As pretrained models are used by default, we typically leave this out of the backbone creation step.

We've selected a few of the many options below. You can easily pick which option you want to try by setting the value of `selection`. This shows you how easy it is to try new libraries, models, and backbones.

In [None]:
selection = 1


if selection == 0:
  model_type = models.fastai.unet
  backbone = model_type.backbones.resnet34()

if selection == 1:
  model_type = models.mmseg.deeplabv3
  backbone = model_type.backbones.resnet50_d8(pretrained=True)

if selection == 2:
  model_type = models.mmseg.deeplabv3
  backbone = model_type.backbones.resnet50_d8(pretrained=True)


## Data Loader
The Data Loader is specific to a model_type. The job of the data loader is to get items from a dataset and batch them up in the specific format required by each model. This is why creating the data loaders is separated from creating the datasets.

We can take a look at the first batch of items from the `valid_dl`. Remember that the `valid_tfms` only resized (with padding) and normalized records, so different images, for example, are not returned each time. This is important to provide consistent validation during training.

In [None]:
train_dl = model_type.train_dl(train_ds, batch_size=8, num_workers=4, shuffle=True)
valid_dl = model_type.valid_dl(valid_ds, batch_size=8, num_workers=4, shuffle=False)

In [None]:
backbone = model_type.backbones.resnet34()
model = model_type.model(backbone=backbone, num_classes=class_map.num_classes, img_size=size)

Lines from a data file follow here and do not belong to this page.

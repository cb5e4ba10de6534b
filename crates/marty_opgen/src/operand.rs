/*
    MartyPC
    https://github.com/dbalsom/martypc

    Copyright 2022-2025 Daniel Balsom

    Permission is hereby granted, free of charge, to any person obtaining a
    copy of this software and associated documentation files (the “Software”),
    to deal in the Software without restriction, including without limitation
    the rights to use, copy, modify, merge, publish, distribute, sublicense,
    and/or sell copies of the Software, and to permit persons to whom the
    Software is furnished to do so, subject to the following conditions:

    The above copyright notice and this permission notice shall be included in
    all copies or substantial portions of the Software.

    THE SOFTWARE IS PROVIDED “AS IS”, WITHOUT WARRANTY OF ANY KIND, EXPRESS OR
    IMPLIED, INCLUDING BUT NOT LIMITED TO THE WARRANTIES OF MERCHANTABILITY,
    FITNESS FOR A PARTICULAR PURPOSE AND NONINFRINGEMENT. IN NO EVENT SHALL THE
    AUTHORS OR COPYRIGHT HOLDERS BE LIABLE FOR ANY CLAIM, DAMAGES OR OTHER
    LIABILITY, WHETHER IN AN ACTION OF CONTRACT, TORT OR OTHERWISE, ARISING
    FROM, OUT OF OR IN CONNECTION WITH THE SOFTWARE OR THE USE OR OTHER
    DEALINGS IN THE SOFTWARE.

    ---------------------------------------------------------------------------

    operand.rs

    Operand classification. Maps each table operand onto a closed set of operand
    types, decides indirection, and detects operands that overlap in storage.

*/

use crate::{error::OpgenError, flags::Flag, table::OpcodeKey, table::RawOperand};

const REG8_NAMES: [&str; 8] = ["A", "F", "B", "C", "D", "E", "H", "L"];
const REG16_NAMES: [&str; 4] = ["AF", "BC", "DE", "HL"];

#[derive(Copy, Clone, Debug, PartialEq, Eq, Hash)]
pub enum OperandType {
    Reg8,
    Reg16,
    RegSP,
    Imm8,
    Imm16,
    Literal,
    Condition,
}

impl OperandType {
    pub fn is_register(&self) -> bool {
        matches!(self, OperandType::Reg8 | OperandType::Reg16 | OperandType::RegSP)
    }

    pub fn is_immediate(&self) -> bool {
        matches!(self, OperandType::Imm8 | OperandType::Imm16)
    }

    /// Number of instruction bytes following the opcode that hold this operand.
    pub fn immediate_bytes(&self) -> u8 {
        match self {
            OperandType::Imm8 => 1,
            OperandType::Imm16 => 2,
            _ => 0,
        }
    }
}

/// Post-access adjustment of a register used as an address, as in `(HL+)`.
#[derive(Copy, Clone, Debug, PartialEq, Eq, Hash)]
pub enum PostStep {
    None,
    Increment,
    Decrement,
}

/// The part of an operand that must be identical across a family.
#[derive(Copy, Clone, Debug, PartialEq, Eq, Hash)]
pub struct OperandShape {
    pub kind: OperandType,
    pub indirect: bool,
    pub step: PostStep,
}

#[derive(Clone, Debug, PartialEq, Eq)]
pub struct OperandDescriptor {
    pub name: String,
    pub kind: OperandType,
    pub indirect: bool,
    pub step: PostStep,
}

impl OperandDescriptor {
    pub fn shape(&self) -> OperandShape {
        OperandShape {
            kind: self.kind,
            indirect: self.indirect,
            step: self.step,
        }
    }

    pub fn literal_value(&self) -> Option<u8> {
        match self.kind {
            OperandType::Literal => parse_literal(&self.name),
            _ => None,
        }
    }

    /// The flag a condition operand tests and the value it must hold for the branch to be taken.
    pub fn condition(&self) -> Option<(Flag, bool)> {
        match self.kind {
            OperandType::Condition => condition(&self.name),
            _ => None,
        }
    }

    /// Reinterprets the operand as a branch condition. `C` classifies as a register until a
    /// conditional family claims it.
    pub fn as_condition(&self) -> Option<OperandDescriptor> {
        condition(&self.name).filter(|_| !self.indirect).map(|_| OperandDescriptor {
            kind: OperandType::Condition,
            ..self.clone()
        })
    }
}

pub fn is_reg8_name(name: &str) -> bool {
    REG8_NAMES.contains(&name)
}

pub fn is_reg16_name(name: &str) -> bool {
    REG16_NAMES.contains(&name) || name == "SP"
}

/// Numeric literal operands: decimal (`3`), `$`-prefixed hex (`$08`) or `H`-suffixed hex (`08H`).
fn parse_literal(name: &str) -> Option<u8> {
    if let Some(hex) = name.strip_prefix('$') {
        u8::from_str_radix(hex, 16).ok()
    }
    else if let Some(hex) = name.strip_suffix('H').filter(|h| !h.is_empty()) {
        u8::from_str_radix(hex, 16).ok()
    }
    else if !name.is_empty() && name.chars().all(|c| c.is_ascii_digit()) {
        name.parse::<u8>().ok()
    }
    else {
        None
    }
}

/// `NZ` tests for Z clear, `C` for C set.
pub fn condition(name: &str) -> Option<(Flag, bool)> {
    match name {
        "Z" => Some((Flag::Z, true)),
        "NZ" => Some((Flag::Z, false)),
        "C" => Some((Flag::C, true)),
        "NC" => Some((Flag::C, false)),
        _ => None,
    }
}

fn operand_type(name: &str) -> Option<OperandType> {
    match name {
        "d8" | "n8" | "a8" | "r8" | "e8" => Some(OperandType::Imm8),
        "Z" | "NZ" | "NC" => Some(OperandType::Condition),
        "d16" | "n16" | "a16" => Some(OperandType::Imm16),
        "SP" => Some(OperandType::RegSP),
        n if is_reg8_name(n) => Some(OperandType::Reg8),
        n if REG16_NAMES.contains(&n) => Some(OperandType::Reg16),
        n if parse_literal(n).is_some() => Some(OperandType::Literal),
        _ => None,
    }
}

pub fn classify_operand(key: OpcodeKey, raw: &RawOperand) -> Result<OperandDescriptor, OpgenError> {
    let kind = operand_type(&raw.name).ok_or_else(|| OpgenError::UnsupportedOperand {
        key,
        operand: raw.name.clone(),
    })?;

    // The table marks direct operands as "immediate"; everything else is dereferenced.
    let indirect = !raw.immediate;

    let plausible = !indirect
        || match kind {
            OperandType::Imm8 => raw.name == "a8",
            OperandType::Imm16 => raw.name == "a16",
            OperandType::Reg8 => raw.name == "C",
            OperandType::Reg16 => raw.name != "AF",
            OperandType::RegSP | OperandType::Literal | OperandType::Condition => false,
        };
    if !plausible {
        log::warn!(
            "Opcode {}: operand '{}' is marked indirect but does not name an address",
            key,
            raw.name
        );
    }

    let step = match (raw.increment, raw.decrement) {
        (true, false) => PostStep::Increment,
        (false, true) => PostStep::Decrement,
        (false, false) => PostStep::None,
        (true, true) => {
            return Err(OpgenError::UnsupportedOperand {
                key,
                operand: format!("{}+-", raw.name),
            })
        }
    };

    Ok(OperandDescriptor {
        name: raw.name.clone(),
        kind,
        indirect,
        step,
    })
}

pub fn classify(key: OpcodeKey, operands: &[RawOperand]) -> Result<Vec<OperandDescriptor>, OpgenError> {
    operands.iter().map(|op| classify_operand(key, op)).collect()
}

/// Returns true if any two operands refer to overlapping register storage.
pub fn detect_aliasing(operands: &[OperandDescriptor]) -> bool {
    let reg8: Vec<&str> = operands
        .iter()
        .filter(|op| op.kind == OperandType::Reg8)
        .map(|op| op.name.as_str())
        .collect();
    let reg16: Vec<&str> = operands
        .iter()
        .filter(|op| matches!(op.kind, OperandType::Reg16 | OperandType::RegSP))
        .map(|op| op.name.as_str())
        .collect();

    let has_duplicate = |names: &[&str]| {
        names
            .iter()
            .enumerate()
            .any(|(i, a)| names[i + 1..].iter().any(|b| a == b))
    };

    has_duplicate(&reg8) || has_duplicate(&reg16) || reg8.iter().any(|r| reg16.iter().any(|pair| pair.contains(r)))
}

## Defining and training the `fastai` learner

In [None]:
def accuracy_camvid(pred, target):
    # ignores void pixels
    keep_idxs = target != class_map.get_by_name('Void')
    target = target[keep_idxs]
    pred = pred.argmax(dim=1)[keep_idxs]

    return (pred==target).float().mean() 

In [None]:
learn = model_type.fastai.learner(dls=[train_dl, valid_dl], model=model, metrics=[accuracy_camvid])

In [None]:
learn.fine_tune(10, 1e-4)

In [None]:
model_type.show_results(model, valid_ds, num_samples=2)

## Inference

In [None]:
preds = model_type.predict(model, valid_ds)
show_preds(preds=preds[:3])

In [None]:
infer_dl = model_type.infer_dl([valid_ds[0]], batch_size=4, shuffle=False)
preds = model_type.predict_from_dl(model, infer_dl, keep_images=True)

In [None]:
show_sample(preds[0].pred)